Highlights & Insights¶
- The paper's contribution lies in transforming power differentials from a sociological concept into a controllable variable within agent benchmarks, which is more relevant to real-world deployment than general persona consistency testing.
- The simultaneous measurement of realism and safety is valuable: pronoun effects and linguistic coordination may make agents more natural, while authority bias and harmful compliance may make them more dangerous.
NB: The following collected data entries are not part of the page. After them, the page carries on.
use crate::cell::Cell;
use crate::ship::ShipId;

/// Result of firing on a square.
#[derive(Debug, Clone, Copy, PartialEq, Eq, Default)]
#[cfg_attr(feature = "std", derive(serde::Serialize, serde::Deserialize))]
#[cfg_attr(feature = "std", serde(rename_all = "lowercase"))]
pub enum CellStatus {
    #[default]
    Empty,
    Miss,
    Hit,
}

/// Mutable state of one board square.
#[derive(Debug, Clone, PartialEq, Eq)]
pub struct GridCell {
    cell: Cell,
    ship_id: Option<ShipId>,
    status: CellStatus,
    is_near: bool,
}

impl GridCell {
    pub fn new(cell: Cell) -> Self {
        Self {
            cell,
            ship_id: None,
            status: CellStatus::Empty,
            is_near: false,
        }
    }

    pub fn cell(&self) -> Cell {
        self.cell
    }

    pub fn x(&self) -> i32 {
        self.cell.x
    }

    pub fn y(&self) -> i32 {
        self.cell.y
    }

    /// Ship occupying this square, if any.
    pub fn ship_id(&self) -> Option<ShipId> {
        self.ship_id
    }

    pub fn is_occupied(&self) -> bool {
        self.ship_id.is_some()
    }

    pub fn status(&self) -> CellStatus {
        self.status
    }

    /// Whether the square borders a placed ship. Display hint only.
    pub fn is_near(&self) -> bool {
        self.is_near
    }

    pub(crate) fn set_ship_id(&mut self, id: ShipId) {
        self.ship_id = Some(id);
    }

    pub(crate) fn set_status(&mut self, status: CellStatus) {
        self.status = status;
    }

    pub(crate) fn mark_near(&mut self) {
        self.is_near = true;
    }
}
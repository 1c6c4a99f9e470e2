use std::io::{self, BufRead, Write};

use clap::{Args, Parser, Subcommand};
use log::info;
use rand::rngs::SmallRng;
use rand::SeedableRng;
use solo_battleship::{init_logging, ui, GameConfig, GameController, GameStatus};
use tokio::sync::mpsc::{self, UnboundedReceiver};
use tokio::time::{interval, Duration};

#[derive(Parser)]
#[command(author, version, about, long_about = None)]
struct Cli {
    #[command(subcommand)]
    command: Commands,
}

#[derive(Args, Clone, Debug)]
struct GameArgs {
    #[arg(long, help = "Fix RNG seed for reproducible games (e.g., --seed 12345)")]
    seed: Option<u64>,
    #[arg(long, default_value_t = solo_battleship::BOARD_SIZE)]
    size: usize,
    #[arg(long, help = "Show where the ships are")]
    reveal: bool,
}

#[derive(Subcommand)]
enum Commands {
    /// Fire automatically on a timer until every ship is sunk. Enter pauses
    /// and resumes.
    Auto {
        #[command(flatten)]
        game: GameArgs,
        #[arg(long, default_value_t = 500)]
        interval_ms: u64,
    },
    /// Fire one shot per Enter key press.
    Step {
        #[command(flatten)]
        game: GameArgs,
    },
}

#[derive(Clone, Copy)]
enum Mode {
    Auto { interval_ms: u64 },
    Step,
}

/// How a round ended.
enum Flow {
    Finished,
    Quit,
}

/// Forward stdin lines to the async side. The channel closes on EOF.
fn spawn_stdin() -> UnboundedReceiver<String> {
    let (tx, rx) = mpsc::unbounded_channel();
    std::thread::spawn(move || {
        for line in io::stdin().lock().lines() {
            let Ok(line) = line else {
                break;
            };
            if tx.send(line).is_err() {
                break;
            }
        }
    });
    rx
}

fn is_quit(line: &str) -> bool {
    line.trim().eq_ignore_ascii_case("q")
}

/// Fresh game; with a fixed seed, round `n` uses `seed + n` so that a restart
/// deals a new board while staying reproducible.
fn new_game(args: &GameArgs, round: u64) -> anyhow::Result<GameController> {
    let mut rng = match args.seed {
        Some(s) => {
            let seed = s.wrapping_add(round);
            println!("Using fixed seed: {} (game will be reproducible)", seed);
            SmallRng::seed_from_u64(seed)
        }
        None => {
            let mut seed_rng = rand::rng();
            SmallRng::from_rng(&mut seed_rng)
        }
    };
    let game = GameController::with_config(GameConfig::with_size(args.size), &mut rng)?;
    let grid = game.grid();
    if grid.placed_ships() < grid.ships().len() {
        println!(
            "Only {} of {} ships fit on the board; this game cannot be won.",
            grid.placed_ships(),
            grid.ships().len()
        );
    }
    Ok(game)
}

async fn run_auto(
    game: &mut GameController,
    reveal: bool,
    interval_ms: u64,
    input: &mut UnboundedReceiver<String>,
) -> Flow {
    let mut ticker = interval(Duration::from_millis(interval_ms.max(1)));
    let mut paused = false;
    let mut input_open = true;
    ui::print_game(game, reveal);
    println!("Enter pauses or resumes, q quits.");
    while !game.is_over() {
        tokio::select! {
            _ = ticker.tick(), if !paused => {
                if game.alive_ships() > 0 {
                    game.fire();
                }
                ui::print_game(game, reveal);
            }
            line = input.recv(), if input_open => match line {
                Some(line) if is_quit(&line) => return Flow::Quit,
                Some(_) => {
                    paused = !paused;
                    if paused {
                        println!("Paused. Press Enter to resume.");
                    } else {
                        // skip the ticks missed while paused
                        ticker.reset();
                        println!("Resumed.");
                    }
                }
                None => input_open = false,
            },
            else => return Flow::Quit,
        }
    }
    Flow::Finished
}

async fn run_step(
    game: &mut GameController,
    reveal: bool,
    input: &mut UnboundedReceiver<String>,
) -> anyhow::Result<Flow> {
    ui::print_game(game, reveal);
    while !game.is_over() {
        print!("Press Enter to fire (q to quit) > ");
        io::stdout().flush()?;
        match input.recv().await {
            Some(line) if !is_quit(&line) => {}
            _ => return Ok(Flow::Quit),
        }
        if let Some(target) = game.next_target() {
            if let Some(result) = game.fire() {
                println!("Fired at {}: {:?}", target, result);
            }
        }
        ui::print_game(game, reveal);
    }
    Ok(Flow::Finished)
}

async fn ask_restart(input: &mut UnboundedReceiver<String>) -> anyhow::Result<bool> {
    print!("Restart? [y/N] > ");
    io::stdout().flush()?;
    Ok(matches!(input.recv().await, Some(line) if line.trim().eq_ignore_ascii_case("y")))
}

fn report(game: &GameController) {
    match game.status() {
        GameStatus::Won => println!("All ships sunk in {} moves.", game.moves_fired()),
        GameStatus::Exhausted => {
            println!("Out of moves with {} ship(s) afloat.", game.alive_ships())
        }
        GameStatus::InProgress => println!("Stopped after {} moves.", game.moves_fired()),
    }
    info!("{:?}", game.summary());
}

#[tokio::main]
async fn main() -> anyhow::Result<()> {
    init_logging();
    let cli = Cli::parse();

    let (args, mode) = match cli.command {
        Commands::Auto { game, interval_ms } => (game, Mode::Auto { interval_ms }),
        Commands::Step { game } => (game, Mode::Step),
    };
    let mut input = spawn_stdin();

    for round in 0u64.. {
        let mut game = new_game(&args, round)?;
        let flow = match mode {
            Mode::Auto { interval_ms } => {
                run_auto(&mut game, args.reveal, interval_ms, &mut input).await
            }
            Mode::Step => run_step(&mut game, args.reveal, &mut input).await?,
        };
        report(&game);
        if matches!(flow, Flow::Quit) || !ask_restart(&mut input).await? {
            break;
        }
    }
    Ok(())
}
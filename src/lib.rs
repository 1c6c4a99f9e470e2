#![cfg_attr(not(feature = "std"), no_std)]

//! Single-player battleship: a fixed fleet is scattered over a square board
//! with a one-square gap between ships, then a shuffled firing order reveals
//! the board one square at a time until every ship is sunk.

extern crate alloc;

mod cell;
mod common;
mod config;
mod game;
mod grid;
mod grid_cell;
#[cfg(feature = "std")]
mod logging;
mod moves;
mod ship;
#[cfg(feature = "std")]
pub mod ui;

pub use cell::Cell;
pub use common::{FireResult, GridError};
pub use config::*;
pub use game::{GameController, GameStatus, GameSummary, ShipReport};
pub use grid::Grid;
pub use grid_cell::{CellStatus, GridCell};
#[cfg(feature = "std")]
pub use logging::{init_logging, LOG_ENV};
pub use moves::generate_moves;
pub use ship::{footprint, Rotation, Ship, ShipId, ShipKind, ShipStatus};
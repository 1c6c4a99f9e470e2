//! Common types: fire results and grid errors.

use crate::cell::Cell;
use crate::ship::ShipId;

/// Outcome of a single shot.
#[derive(Debug, Clone, Copy, PartialEq, Eq)]
#[cfg_attr(feature = "std", derive(serde::Serialize, serde::Deserialize))]
pub enum FireResult {
    /// Shot landed on open water.
    Miss,
    /// Shot hit a ship that is still afloat.
    Hit,
    /// Shot sank the ship with this id.
    Sink(ShipId),
}

impl FireResult {
    pub fn is_hit(&self) -> bool {
        !matches!(self, FireResult::Miss)
    }
}

/// Errors returned by the checked grid and configuration operations.
#[derive(Debug, Clone, PartialEq, Eq)]
pub enum GridError {
    /// Game configuration rejected, with the reason.
    InvalidConfig(&'static str),
    /// No ship with this id belongs to the grid.
    UnknownShip(ShipId),
    /// Ship already has a position.
    ShipAlreadyPlaced(ShipId),
    /// Some footprint square falls outside the board.
    ShipOutOfBounds,
    /// Footprint touches or overlaps another ship, diagonals included.
    ShipTooClose,
    /// Coordinate outside the board.
    OutOfBounds { x: i32, y: i32 },
    /// Square was already fired on.
    AlreadyFired(Cell),
}

impl core::fmt::Display for GridError {
    fn fmt(&self, f: &mut core::fmt::Formatter<'_>) -> core::fmt::Result {
        match self {
            GridError::InvalidConfig(reason) => write!(f, "Invalid game configuration: {}", reason),
            GridError::UnknownShip(id) => write!(f, "Ship {} does not belong to this grid", id),
            GridError::ShipAlreadyPlaced(id) => write!(f, "Ship {} is already placed", id),
            GridError::ShipOutOfBounds => write!(f, "Ship placement is out of bounds"),
            GridError::ShipTooClose => write!(f, "Ship placement touches another ship"),
            GridError::OutOfBounds { x, y } => write!(f, "Cell ({}, {}) is outside the grid", x, y),
            GridError::AlreadyFired(cell) => write!(f, "Cell {} was already fired on", cell),
        }
    }
}

#[cfg(feature = "std")]
impl std::error::Error for GridError {}
use rand::{rngs::SmallRng, SeedableRng};
use solo_battleship::{
    generate_moves, ui, Cell, FireResult, GameConfig, GameController, GameStatus, Grid, GridError,
    Rotation, ShipKind, BOARD_SIZE,
};

fn single_dot_game(anchor: Cell, moves: Vec<Cell>) -> GameController {
    let mut grid = Grid::empty(BOARD_SIZE);
    let id = grid.add_ship(ShipKind::Dot, Rotation::Up);
    grid.try_place_ship(anchor, id).unwrap();
    GameController::from_parts(grid, moves)
}

#[test]
fn test_generate_moves_is_a_permutation() {
    let mut rng = SmallRng::seed_from_u64(5);
    let mut moves = generate_moves(BOARD_SIZE, &mut rng);
    assert_eq!(moves.len(), BOARD_SIZE * BOARD_SIZE);
    moves.sort();
    moves.dedup();
    assert_eq!(moves.len(), BOARD_SIZE * BOARD_SIZE);
    assert!(moves.iter().all(|c| (0..10).contains(&c.x) && (0..10).contains(&c.y)));
}

#[test]
fn test_fire_pops_from_the_end() {
    let mut game = single_dot_game(Cell::new(3, 3), vec![Cell::new(3, 3), Cell::new(0, 0)]);
    assert_eq!(game.alive_ships(), 1);
    assert_eq!(game.next_target(), Some(Cell::new(0, 0)));

    assert_eq!(game.fire(), Some(FireResult::Miss));
    assert_eq!(game.status(), GameStatus::InProgress);
    assert!(matches!(game.fire(), Some(FireResult::Sink(_))));
    assert_eq!(game.alive_ships(), 0);
    assert_eq!(game.status(), GameStatus::Won);
    assert_eq!(game.moves_fired(), 2);

    assert_eq!(game.fire(), None);
    assert_eq!(game.moves_fired(), 2);
}

#[test]
fn test_standard_game_setup() {
    let game = GameController::from_seed(42);
    let grid = game.grid();
    assert_eq!(grid.size(), BOARD_SIZE);
    assert_eq!(grid.ships().len(), 4);
    assert_eq!(game.alive_ships(), 4);
    assert_eq!(game.remaining_moves(), 100);
    assert_eq!(game.status(), GameStatus::InProgress);
}

#[test]
fn test_same_seed_same_game() {
    let mut a = GameController::from_seed(1234);
    let mut b = GameController::from_seed(1234);
    assert_eq!(a.summary(), b.summary());
    for _ in 0..30 {
        assert_eq!(a.fire(), b.fire());
    }
    assert_eq!(a.summary(), b.summary());
}

#[test]
fn test_play_out_until_won() {
    let mut game = GameController::from_seed(9);
    let status = game.play_out();
    assert!(game.is_over());
    if game.grid().placed_ships() == 4 {
        assert_eq!(status, GameStatus::Won);
        assert_eq!(game.alive_ships(), 0);
    } else {
        assert_eq!(status, GameStatus::Exhausted);
    }
}

#[test]
fn test_tiny_board_is_exhausted() {
    let mut rng = SmallRng::seed_from_u64(0);
    let mut game = GameController::with_config(GameConfig::with_size(1), &mut rng).unwrap();
    assert_eq!(game.grid().placed_ships(), 1);
    assert_eq!(game.fire().map(|r| r.is_hit()), Some(true));
    assert_eq!(game.alive_ships(), 3);
    assert_eq!(game.status(), GameStatus::Exhausted);
    assert_eq!(game.fire(), None);
}

#[test]
fn test_config_validation() {
    let mut rng = SmallRng::seed_from_u64(0);
    assert!(GameConfig::default().validate().is_ok());
    assert!(matches!(
        GameConfig::with_size(0).validate(),
        Err(GridError::InvalidConfig(_))
    ));
    assert!(matches!(
        GameConfig::with_size(27).validate(),
        Err(GridError::InvalidConfig(_))
    ));
    let empty_fleet = GameConfig {
        dots: 0,
        i_ships: 0,
        l_ships: 0,
        ..GameConfig::default()
    };
    assert!(GameController::with_config(empty_fleet, &mut rng).is_err());
}

#[test]
fn test_config_rejects_oversized_fleet() {
    let mut rng = SmallRng::seed_from_u64(0);
    let overflowing = GameConfig {
        dots: usize::MAX,
        ..GameConfig::default()
    };
    assert!(matches!(
        overflowing.validate(),
        Err(GridError::InvalidConfig(_))
    ));
    assert!(matches!(
        GameController::with_config(overflowing, &mut rng),
        Err(GridError::InvalidConfig(_))
    ));

    let crowded = GameConfig {
        dots: 101,
        i_ships: 0,
        l_ships: 0,
        ..GameConfig::default()
    };
    assert!(crowded.validate().is_err());
    let full = GameConfig { dots: 100, ..crowded };
    assert!(full.validate().is_ok());
}

#[test]
fn test_config_fleet_order() {
    let config = GameConfig {
        size: 12,
        dots: 1,
        i_ships: 2,
        l_ships: 1,
    };
    assert_eq!(
        config.fleet(),
        vec![ShipKind::Dot, ShipKind::I, ShipKind::I, ShipKind::L]
    );
    let mut rng = SmallRng::seed_from_u64(77);
    let game = GameController::with_config(config, &mut rng).unwrap();
    assert_eq!(game.grid().size(), 12);
    assert_eq!(game.remaining_moves(), 144);
    assert_eq!(game.grid().ships().len(), 4);
}

#[test]
fn test_summary_counts() {
    let mut game = single_dot_game(
        Cell::new(3, 3),
        vec![Cell::new(3, 3), Cell::new(1, 1), Cell::new(0, 0)],
    );
    game.fire();
    game.fire();
    let summary = game.summary();
    assert_eq!(summary.moves_fired, 2);
    assert_eq!(summary.misses, 2);
    assert_eq!(summary.hits, 0);
    assert_eq!(summary.alive_ships, 1);
    assert_eq!(summary.placed_ships, 1);
    assert_eq!(summary.ships[0].position, Some(Cell::new(3, 3)));

    let json = serde_json::to_value(&summary).unwrap();
    assert_eq!(json["status"], "InProgress");
    assert_eq!(json["ships"][0]["kind"], "Dot");
}

#[test]
fn test_render_board() {
    let mut grid = Grid::empty(3);
    let id = grid.add_ship(ShipKind::Dot, Rotation::Up);
    grid.try_place_ship(Cell::new(1, 1), id).unwrap();
    grid.fire(Cell::new(0, 0));

    let hidden = ui::render_board(&grid, false);
    let lines: Vec<&str> = hidden.lines().collect();
    assert_eq!(lines[0], "     A B C");
    assert_eq!(lines[1], "  1  o · ·");
    assert_eq!(lines[2], "  2  · . ·");
    assert_eq!(lines[3], "  3  · · ·");

    let revealed = ui::render_board(&grid, true);
    assert_eq!(revealed.lines().nth(2), Some("  2  · # ·"));

    grid.fire(Cell::new(1, 1));
    let after = ui::render_board(&grid, true);
    assert_eq!(after.lines().nth(2), Some("  2  · * ·"));
}

#[test]
fn test_render_sunk_ship() {
    let mut grid = Grid::empty(6);
    let id = grid.add_ship(ShipKind::I, Rotation::Right);
    grid.try_place_ship(Cell::new(2, 1), id).unwrap();

    grid.fire(Cell::new(2, 1));
    let hit = ui::render_board(&grid, false);
    assert_eq!(hit.lines().nth(3), Some("  3  · X . . . ·"));

    for y in 2..5 {
        grid.fire(Cell::new(2, y));
    }
    for reveal in [false, true] {
        let sunk = ui::render_board(&grid, reveal);
        assert_eq!(sunk.lines().nth(3), Some("  3  · * * * * ·"));
    }
}

#[test]
fn test_render_wide_board() {
    let grid = Grid::empty(200);
    let out = ui::render_board(&grid, false);
    let header = out.lines().next().unwrap();
    assert!(header.contains(" Z 27 28"));
    assert!(header.ends_with(" 200"));
    assert_eq!(out.lines().count(), 201);
}

#[test]
fn test_render_status() {
    let mut game = single_dot_game(Cell::new(3, 3), vec![Cell::new(3, 3)]);
    assert_eq!(ui::render_status(&game), "ALIVE SHIPS: 1  MOVES LEFT: 1");
    game.fire();
    assert_eq!(ui::render_status(&game), "ALIVE SHIPS: 0  MOVES LEFT: 0  GAME OVER");
}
- The results serve as a reminder that agent safety is not just about "refusing obviously harmful requests" but also includes maintaining judgment under the pressure of hierarchy, identity, and authority.
Limitations & Future Work¶
- The authors acknowledge that all experiments are text-based simulated dialogues, lacking cues of emotion, physical setting, multimodality, and long-term relationships found in real human-agent interaction.
- Power is approximated only through professional roles and personas, which cannot cover complex factors such as cultural context, organizational systems, or intersectional identities.
- While covering six representative models, the study does not represent all modern LLMs; different architectures and safety alignment strategies may alter effect intensity.
- Controlled experiments only used explicit system-level instructions; future research should investigate whether these socio-cognitive effects can be more stably regulated at the level of model representations or training objectives.
Related Work & Insights¶
- vs. personality alignment: Previous work focused on whether models stably express certain personalities; this paper focuses on relational structures beyond personality, specifically how high and low power jointly shape linguistic behavior.
- vs. cognitive bias benchmarks: General bias evaluations are often static Q&A; this paper places authority bias and harmful compliance into multi-turn agent dialogues, making them closer to deployment risks.
- vs. Sotopia-style social simulation: While Sotopia provides a framework for dialogue simulation, this paper overlays socio-psychological metrics, allowing simulations to answer specific theoretical questions.
- Insights: Safety evaluations for medical, educational, and legal agents should incorporate asymmetric relationships (e.g., doctor-patient, teacher-student, lawyer-client) rather than testing only anonymous user requests.
Rating¶
- Novelty: ⭐⭐⭐⭐☆ Systematically introduces power asymmetry and socio-cognitive effects into LLM agent evaluation; the problem definition is highly valuable.
- Experimental Thoroughness: ⭐⭐⭐⭐☆ Broad coverage of metrics, models, and roles, though still primarily reliant on simulated text environments.
- Writing Quality: ⭐⭐⭐⭐☆ Research questions are clearly organized; tables correspond directly to RQs; some details of controlled experiments are mainly in the appendix.
- Value: ⭐⭐⭐⭐⭐ Directly instructive for high-risk agent deployment, specifically highlighting the need to include social relational pressure in safety evaluations.